Cape Verde is currently undergoing its sixth presidential campaign since 1991, the year when multi-partyism and the possibility of competitive elections were first established. In the five previous elections, only two candidates – backed by the two largest political parties in the PAICV (Partido Africano da Independência de Cabo Verde) and the MPD (Movimento para a Democracia) – presented themselves. In a similar vein, up to now each elected president has completed two terms, as fixed by the country’s constitution.

Four candidates are competing with one another in the 2011 presidential elections, with two candidates backed by the two main parties, one with the backing of a third political force with parliamentary representation in the UCID (União Cabo-Verdiana Independente e Democrática), and another ‘dissident’ from the PAICV with no party support.

The PAICV candidate is Manuel Inocêncio Sousa, a former minister of foreign businesses, infrastructure and transport in the two previous governments led by Prime Minister José Maria Neves. Jorge Carlos Fonseca, a former minister of foreign business from the first government led by Carlos Veiga in the 1990s, has the backing of the MPD. Aristides Raimundo Lima, the former president of the country’s parliament in the previous two governments, can be considered a ‘rebel’ PAICV candidate supported by the UCID. Lastly there is Joaquim Jaime Monteiro, a former militant of the PAIGC (Partido Africano da Independência da Guiné e Cabo Verde), the only candidate without backing from the main political parties.

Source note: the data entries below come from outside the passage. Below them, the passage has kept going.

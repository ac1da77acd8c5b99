//! Search sources: where raw records come from.

use std::fs;
use std::sync::Arc;
use tracing::info;

use super::{async_trait, EndpointError, SearchSourceEndpoint};
use crate::dataset::{bibtex, ProjectPaths};
use crate::environment::Environment;
use crate::parser::{self, SearchEntry};
use crate::record::fields;
use crate::record::id_setter::next_unique_id;
use crate::settings::SearchSource;

/// Entry types other tools export that map onto the BibTeX ones.
const ENTRYTYPE_ALIASES: &[(&str, &str)] = &[
    ("conference", "inproceedings"),
    ("journal-article", "article"),
    ("report", "techreport"),
    ("thesis", "phdthesis"),
    ("electronic", "online"),
    ("www", "online"),
];

/// BibTeX files added by the user (`data/search/*.bib`).
pub struct UnknownSource;

#[async_trait]
impl SearchSourceEndpoint for UnknownSource {
    fn name(&self) -> &'static str {
        "colrev.unknown_source"
    }

    async fn run_search(&self, source: &SearchSource) -> Result<usize, EndpointError> {
        info!("{} is a file source, nothing to retrieve", source.filename.display());
        Ok(0)
    }

    fn load_fixes(&self, entries: Vec<SearchEntry>) -> Vec<SearchEntry> {
        entries
            .into_iter()
            .map(|mut entry| {
                entry.entrytype = entry.entrytype.to_lowercase();
                if let Some((_, to)) = ENTRYTYPE_ALIASES.iter().find(|(from, _)| *from == entry.entrytype) {
                    entry.entrytype = to.to_string();
                }
                if let Some(issue) = entry.fields.remove("issue") {
                    entry.fields.entry(fields::NUMBER.to_string()).or_insert(issue);
                }
                if let Some(doi) = entry.fields.get_mut(fields::DOI) {
                    *doi = doi.trim_start_matches("https://doi.org/").to_string();
                }
                entry.fields.retain(|_, v| !v.trim().is_empty());
                entry
            })
            .collect()
    }
}

/// Records of other projects on this machine, via the local index.
pub struct LocalIndexSearch {
    environment: Arc<Environment>,
    paths: ProjectPaths,
}

impl LocalIndexSearch {
    pub fn new(environment: Arc<Environment>, paths: ProjectPaths) -> Self {
        Self { environment, paths }
    }
}

#[async_trait]
impl SearchSourceEndpoint for LocalIndexSearch {
    fn name(&self) -> &'static str {
        "colrev.local_index"
    }

    /// Appends new hits for `search_parameters.query` to the search file.
    async fn run_search(&self, source: &SearchSource) -> Result<usize, EndpointError> {
        let query = source
            .search_parameters
            .get("query")
            .and_then(|q| q.as_str())
            .unwrap_or_default();
        if query.is_empty() {
            return Err(EndpointError::Parse(format!(
                "{}: search_parameters.query is missing",
                source.filename.display()
            )));
        }
        let path = self.paths.root().join(&source.filename);
        let existing = if path.is_file() {
            parser::parse_search_file(&path)?
        } else {
            Vec::new()
        };
        let mut ids: Vec<String> = existing.iter().map(|e| e.key.clone()).collect();
        let known_titles: Vec<String> = existing
            .iter()
            .filter_map(|e| e.get(fields::TITLE).map(str::to_lowercase))
            .collect();

        let mut content = if path.is_file() { fs::read_to_string(&path)? } else { String::new() };
        let mut added = 0;
        for mut record in self.environment.local_index().search(query)? {
            let title = record.get(fields::TITLE).unwrap_or_default().to_lowercase();
            if known_titles.contains(&title) {
                continue;
            }
            record.id = next_unique_id(&record.id, &ids);
            ids.push(record.id.clone());
            if !content.is_empty() && !content.ends_with("\n\n") {
                content.push('\n');
            }
            content.push_str(&bibtex::serialize_plain(&record));
            added += 1;
        }
        if let Some(parent) = path.parent() {
            fs::create_dir_all(parent)?;
        }
        fs::write(&path, content)?;
        info!("local index: {added} new records for '{query}'");
        Ok(added)
    }

    fn load_fixes(&self, entries: Vec<SearchEntry>) -> Vec<SearchEntry> {
        entries
            .into_iter()
            .map(|mut entry| {
                if let Some(id) = entry.fields.remove("curation_id") {
                    entry.fields.insert(fields::CURATION_ID.to_string(), id);
                }
                entry
            })
            .collect()
    }
}

#[cfg(test)]
mod tests {
    use super::*;
    use crate::local_index::IndexOptions;
    use crate::process::RecordState;
    use crate::record::{Record, Records};
    use serde_json::Value;
    use std::collections::BTreeMap;
    use std::path::{Path, PathBuf};
    use tempfile::tempdir;

    fn entry(entrytype: &str, fields: &[(&str, &str)]) -> SearchEntry {
        SearchEntry {
            key: "k".into(),
            entrytype: entrytype.into(),
            fields: fields.iter().map(|(k, v)| (k.to_string(), v.to_string())).collect::<BTreeMap<_, _>>(),
        }
    }

    #[test]
    fn unknown_source_fixes() {
        let fixed = UnknownSource.load_fixes(vec![entry(
            "Conference",
            &[("issue", "2"), ("doi", "https://doi.org/10.1/ABC"), ("note", " ")],
        )]);
        assert_eq!(fixed[0].entrytype, "inproceedings");
        assert_eq!(fixed[0].get("number"), Some("2"));
        assert_eq!(fixed[0].get("doi"), Some("10.1/ABC"));
        assert!(fixed[0].get("note").is_none());
    }

    #[tokio::test]
    async fn local_index_search_writes_new_hits_once() {
        let dir = tempdir().unwrap();
        let env = Environment::open_at(&dir.path().join("home")).unwrap();
        let mut record = Record::new("Staehr2010", "article")
            .with(fields::AUTHOR, "Staehr, Lorraine")
            .with(fields::TITLE, "Understanding managerial agency")
            .with(fields::JOURNAL, "Information Systems Journal")
            .with(fields::YEAR, "2010");
        record.status = RecordState::MdProcessed;
        let records: Records = [(record.id.clone(), record)].into_iter().collect();
        env.local_index()
            .index_records(&records, Path::new("/repos/a"), &IndexOptions::default())
            .unwrap();

        let project = dir.path().join("project");
        let source = SearchSource {
            endpoint: "colrev.local_index".into(),
            filename: PathBuf::from("data/search/local_index.bib"),
            search_type: crate::settings::SearchType::Db,
            search_parameters: [("query".to_string(), Value::from("managerial"))].into_iter().collect(),
            comment: None,
        };
        let search = LocalIndexSearch::new(env, ProjectPaths::new(&project));
        assert_eq!(search.run_search(&source).await.unwrap(), 1);
        assert_eq!(search.run_search(&source).await.unwrap(), 0);

        let entries = parser::parse_search_file(&project.join("data/search/local_index.bib")).unwrap();
        assert_eq!(entries.len(), 1);
        assert_eq!(entries[0].key, "Staehr2010");
    }
}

If the surveys sponsored by the various candidates are to be believed, there is a significant possibility that for the first time there will be a run-off between the two candidates with the highest number of votes in the 7 August election. What is certain is that on 21 August Cape Verdeans will be choosing the next lodger of the Plateau presidential palace.

If the choice of Jorge Carlos Fonseca proved relatively calm within the MPD (despite the calls from Amílcar Spencer Lopes for the party’s support and others behind him, including the jurisdictional council), there have nevertheless been question marks around the legality of the process behind the support for the PAICV’s official candidates, giving rise to wounds that will be hard to heal.

INTERNAL POLITICAL IMPACTS WITHIN THE PAICV

Indeed, choosing an official PAICV candidate proved particularly tense. For a party that had recently won the parliamentary election (securing its third mandate), this campaign showed that the consequences of the presidential election will be significant – no matter what the outcome.

In truth, within the ideological spectre of the PAICV – social democracy – two candidates are in the running – Manuel Inocêncio Sousa, supported both formally and officially by the PAICV, and Aristides Raimundo Lima, officially backed by the UCID and certain important figures within the PAICV, along with almost all the previous ‘combatentes’ and by those close to the outgoing president, Pedro Pires.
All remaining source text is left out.